Gedanken zu Klaus Dallmers "Spaltung der deutschen Arbeiterbewegung"

  • Zu: Pankower Vorträge Heft 228, Klaus Dallmer: Die Spaltung der deutschen Arbeiterbewegung in der Revolution 1918/19. Berlin 2020.


    Klaus Dallmers Vortrag ist ein sehr nützlicher Schnellüberblick über die Arbeiterbewegung in Deutschland Anfang des letzten Jahrhunderts.

    Leider fehlt mir die Fortführung in die Zeit nach 1945, obwohl da durchaus Parallelen zu den Jahren 1905 bis 1914 zu erkennen sind – vor allem im Wiedererstarken der Sozialdemokratie durch die Verbesserung der Lebens- und Arbeitsbedingungen der Lohnarbeiter.

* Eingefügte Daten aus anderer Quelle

// HTTP API tests driven through the router with `oneshot`

use std::sync::Arc;

use axum::{
    Router,
    body::Body,
    http::{Request, StatusCode, header},
};
use metalens_core::{
    AnalysisStore, MemoryStore, NewAnalysis, SqliteStore, StorageError, StoredAnalysis,
};
use metalens_server::{AppState, Config, build_router};
use serde_json::{Value, json};
use tower::ServiceExt;
use wiremock::matchers::{method, path};
use wiremock::{Mock, MockServer, ResponseTemplate};

const PAGE: &str = r#"<html><head>
    <meta charset="utf-8">
    <title>Example storefront for every season</title>
    <meta name="description" content="Seasonal products">
    <meta property="og:title" content="Storefront">
</head><body></body></html>"#;

/// Store where every operation fails
struct BrokenStore;

impl AnalysisStore for BrokenStore {
    fn append(&self, _record: NewAnalysis) -> Result<StoredAnalysis, StorageError> {
        Err(StorageError::Poisoned)
    }

    fn list_recent(&self, _limit: usize) -> Result<Vec<StoredAnalysis>, StorageError> {
        Err(StorageError::Poisoned)
    }

    fn find_latest_by_url(&self, _url: &str) -> Result<Option<StoredAnalysis>, StorageError> {
        Err(StorageError::Poisoned)
    }
}

fn app_with(store: Arc<dyn AnalysisStore>, config: Config) -> Router {
    build_router(AppState::new(store, config).unwrap())
}

fn app() -> (Arc<MemoryStore>, Router) {
    let store = Arc::new(MemoryStore::new());
    (store.clone(), app_with(store, Config::default()))
}

async fn serve(status: u16) -> MockServer {
    let server = MockServer::start().await;
    Mock::given(method("GET"))
        .and(path("/"))
        .respond_with(ResponseTemplate::new(status).set_body_string(PAGE))
        .mount(&server)
        .await;
    server
}

async fn send(app: &Router, request: Request<Body>) -> (StatusCode, Value) {
    let response = app.clone().oneshot(request).await.unwrap();
    let status = response.status();
    let bytes = axum::body::to_bytes(response.into_body(), usize::MAX)
        .await
        .unwrap();
    let body = if bytes.is_empty() {
        Value::Null
    } else {
        serde_json::from_slice(&bytes).unwrap()
    };
    (status, body)
}

fn post_analyze(body: Value) -> Request<Body> {
    Request::builder()
        .method("POST")
        .uri("/api/analyze")
        .header(header::CONTENT_TYPE, "application/json")
        .body(Body::from(body.to_string()))
        .unwrap()
}

fn get(uri: &str) -> Request<Body> {
    Request::builder().uri(uri).body(Body::empty()).unwrap()
}

// ============================================================================
// Health
// ============================================================================

#[tokio::test]
async fn test_health() {
    let (_, app) = app();
    let (status, body) = send(&app, get("/health")).await;

    assert_eq!(status, StatusCode::OK);
    assert_eq!(body["status"], "ok");
    assert_eq!(body["service"], "metalens-server");
    assert_eq!(body["version"], env!("CARGO_PKG_VERSION"));
}

// ============================================================================
// POST /api/analyze
// ============================================================================

#[tokio::test]
async fn test_analyze_returns_result_and_stores_it() {
    let server = serve(200).await;
    let (store, app) = app();

    let (status, body) = send(&app, post_analyze(json!({ "url": server.uri() }))).await;

    assert_eq!(status, StatusCode::OK);
    assert_eq!(body["title"], "Example storefront for every season");
    assert_eq!(body["domain"], "127.0.0.1");
    assert_eq!(body["metaTags"].as_array().unwrap().len(), 5);
    assert_eq!(body["openGraphTags"].as_array().unwrap().len(), 4);
    assert_eq!(body["twitterCardTags"].as_array().unwrap().len(), 3);
    assert!(body["recommendations"].as_array().unwrap().len() > 0);
    assert_eq!(store.len(), 1);
}

#[tokio::test]
async fn test_analyze_blank_url_is_validation_error() {
    let (store, app) = app();

    let (status, body) = send(&app, post_analyze(json!({ "url": "  " }))).await;

    assert_eq!(status, StatusCode::BAD_REQUEST);
    assert_eq!(body["error"]["code"], "VALIDATION_ERROR");
    assert_eq!(body["error"]["message"], "URL is required");
    assert!(store.is_empty());
}

#[tokio::test]
async fn test_analyze_missing_url_field_is_validation_error() {
    let (_, app) = app();

    let (status, body) = send(&app, post_analyze(json!({}))).await;

    assert_eq!(status, StatusCode::BAD_REQUEST);
    assert_eq!(body["error"]["code"], "VALIDATION_ERROR");
}

#[tokio::test]
async fn test_analyze_malformed_body_is_validation_error() {
    let (_, app) = app();
    let request = Request::builder()
        .method("POST")
        .uri("/api/analyze")
        .header(header::CONTENT_TYPE, "application/json")
        .body(Body::from("{not json"))
        .unwrap();

    let (status, body) = send(&app, request).await;

    assert_eq!(status, StatusCode::BAD_REQUEST);
    assert_eq!(body["error"]["code"], "VALIDATION_ERROR");
}

#[tokio::test]
async fn test_analyze_upstream_error_is_fetch_failed() {
    let server = serve(500).await;
    let (store, app) = app();

    let (status, body) = send(&app, post_analyze(json!({ "url": server.uri() }))).await;

    assert_eq!(status, StatusCode::BAD_REQUEST);
    assert_eq!(body["error"]["code"], "FETCH_FAILED");
    assert_eq!(
        body["error"]["message"],
        "Error fetching website: 500 Internal Server Error"
    );
    assert!(store.is_empty());
}

#[tokio::test]
async fn test_analyze_storage_failure_is_generic_error() {
    let server = serve(200).await;
    let app = app_with(Arc::new(BrokenStore), Config::default());

    let (status, body) = send(&app, post_analyze(json!({ "url": server.uri() }))).await;

    assert_eq!(status, StatusCode::INTERNAL_SERVER_ERROR);
    assert_eq!(
        body,
        json!({ "error": { "code": "STORAGE_ERROR", "message": "A storage error occurred" } })
    );
}

// ============================================================================
// GET /api/recent-analyses
// ============================================================================

#[tokio::test]
async fn test_recent_storage_failure_is_generic_error() {
    let app = app_with(Arc::new(BrokenStore), Config::default());

    let (status, body) = send(&app, get("/api/recent-analyses")).await;

    assert_eq!(status, StatusCode::INTERNAL_SERVER_ERROR);
    assert_eq!(body["error"]["code"], "STORAGE_ERROR");
}

#[tokio::test]
async fn test_recent_is_empty_initially() {
    let (_, app) = app();
    let (status, body) = send(&app, get("/api/recent-analyses")).await;

    assert_eq!(status, StatusCode::OK);
    assert_eq!(body, json!([]));
}

#[tokio::test]
async fn test_recent_lists_summaries_newest_first() {
    let server = serve(200).await;
    let (_, app) = app();

    for _ in 0..3 {
        let (status, _) = send(&app, post_analyze(json!({ "url": server.uri() }))).await;
        assert_eq!(status, StatusCode::OK);
    }

    let (status, body) = send(&app, get("/api/recent-analyses?limit=2")).await;
    assert_eq!(status, StatusCode::OK);

    let rows = body.as_array().unwrap();
    assert_eq!(rows.len(), 2);
    assert_eq!(rows[0]["id"], 3);
    assert_eq!(rows[1]["id"], 2);
    assert_eq!(rows[0]["domain"], "127.0.0.1");
    assert!(rows[0]["score"].is_u64());
    assert!(rows[0]["createdAt"].is_string());
    assert!(rows[0].get("metaTags").is_none());
}

#[tokio::test]
async fn test_recent_limit_is_capped() {
    let server = serve(200).await;
    let store = Arc::new(MemoryStore::new());
    let config = Config {
        recent_limit_max: 1,
        ..Config::default()
    };
    let app = app_with(store, config);

    for _ in 0..2 {
        send(&app, post_analyze(json!({ "url": server.uri() }))).await;
    }

    let (_, body) = send(&app, get("/api/recent-analyses?limit=10")).await;
    assert_eq!(body.as_array().unwrap().len(), 1);
}

#[tokio::test]
async fn test_recent_bad_limit_falls_back_to_default() {
    let server = serve(200).await;
    let (_, app) = app();

    for _ in 0..6 {
        send(&app, post_analyze(json!({ "url": server.uri() }))).await;
    }

    for query in ["limit=abc", "limit=0", "limit=-1", "limit="] {
        let (status, body) = send(&app, get(&format!("/api/recent-analyses?{query}"))).await;
        assert_eq!(status, StatusCode::OK, "{query}");
        assert_eq!(body.as_array().unwrap().len(), 5, "{query}");
    }

    let (_, body) = send(&app, get("/api/recent-analyses")).await;
    assert_eq!(body.as_array().unwrap().len(), 5);
}

// ============================================================================
// GET /api/analyses/latest
// ============================================================================

#[tokio::test]
async fn test_latest_by_url() {
    let server = serve(200).await;
    let (_, app) = app();

    let (_, analyzed) = send(&app, post_analyze(json!({ "url": server.uri() }))).await;
    let stored_url = analyzed["url"].as_str().unwrap().to_string();

    let (status, body) = send(
        &app,
        get(&format!("/api/analyses/latest?url={stored_url}")),
    )
    .await;

    assert_eq!(status, StatusCode::OK);
    assert_eq!(body["id"], 1);
    assert_eq!(body["url"], stored_url);
    assert_eq!(body["title"], "Example storefront for every season");
}

#[tokio::test]
async fn test_latest_unknown_url_is_not_found() {
    let (_, app) = app();

    let (status, body) = send(
        &app,
        get("/api/analyses/latest?url=https://nowhere.example/"),
    )
    .await;

    assert_eq!(status, StatusCode::NOT_FOUND);
    assert_eq!(body["error"]["code"], "NOT_FOUND");
}

#[tokio::test]
async fn test_latest_without_url_is_validation_error() {
    let (_, app) = app();

    let (status, body) = send(&app, get("/api/analyses/latest")).await;

    assert_eq!(status, StatusCode::BAD_REQUEST);
    assert_eq!(body["error"]["code"], "VALIDATION_ERROR");
    assert!(body["error"]["message"].as_str().unwrap().contains("url"));
}

// ============================================================================
// SQLite-backed state
// ============================================================================

#[tokio::test]
async fn test_analyses_persist_in_sqlite() {
    let server = serve(200).await;
    let dir = tempfile::tempdir().unwrap();
    let db_path = dir.path().join("analyses.db");

    {
        let store = Arc::new(SqliteStore::open(&db_path).unwrap());
        let app = app_with(store, Config::default());
        let (status, _) = send(&app, post_analyze(json!({ "url": server.uri() }))).await;
        assert_eq!(status, StatusCode::OK);
    }

    let store = Arc::new(SqliteStore::open(&db_path).unwrap());
    let app = app_with(store, Config::default());
    let (_, body) = send(&app, get("/api/recent-analyses")).await;

    let rows = body.as_array().unwrap();
    assert_eq!(rows.len(), 1);
    assert_eq!(rows[0]["id"], 1);
}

    Den Titel "Spaltung der Arbeiterbewegung" halte ich für etwas unglücklich gewählt. „Einheit der Arbeiterbewegung“ war die Fessel, mit der die Sozialdemokratie damals wie später die selbstständige Bewegung fortgeschrittener Teile der Arbeiterklasse ersticken wollte. Ohne (Ab)Spaltung der Arbeiterbewegung von der Sozialdemokratie wäre die Revolution von 1918 gar nicht möglich gewesen. Auch unter den heutigen noch/wieder unentwickelten Bedingungen ist "Spaltung" als Methode und „Vielfalt“ als Ziel in der Arbeiterbewegung viel sinnvoller als „Einheit“.


    Auch vermisse ich bei Klaus Dallmer deutlich formulierte Lehren aus den damaligen Niederlagen.

    Ein paar eigene Gedanken dazu:

    1. Die Massenstreikdebatte litt auf beiden Seiten an Formalismus. Es wurde nie über Zweck und Ziel der sozialen Revolution, also über die nachkapitalistische Gesellschaft, diskutiert. „Sozialismus“ blieb bei beiden Strömungen eine Leerformel, die jeder mit anderem Inhalt füllen konnte. Auch die radikalen Linken hatten keine (an Marx orientierte) Vorstellung, was „Sozialismus“ sein sollte - außer dass sie selber das Sagen und die (Staats)Macht hätten.


    2. Die radikalen Linken schätzten Ideologie und Propaganda höher ein als gemeinsame Kampferfahrung und Praxis. Deshalb stürmten sie die Zeitungshäuser statt die eigenen Betriebe zu übernehmen. Wo die Arbeiter 1918/1919 ihre Betriebe spontan übernahmen, wird das bis heute selbst von der radikalen Geschichtsschreibung weitgehend ignoriert. Aus den Zeitungshäusern konnten die Radikalen mit Waffengewalt vertrieben werden. Aus den besetzten Betrieben wäre das nicht so leicht möglich gewesen.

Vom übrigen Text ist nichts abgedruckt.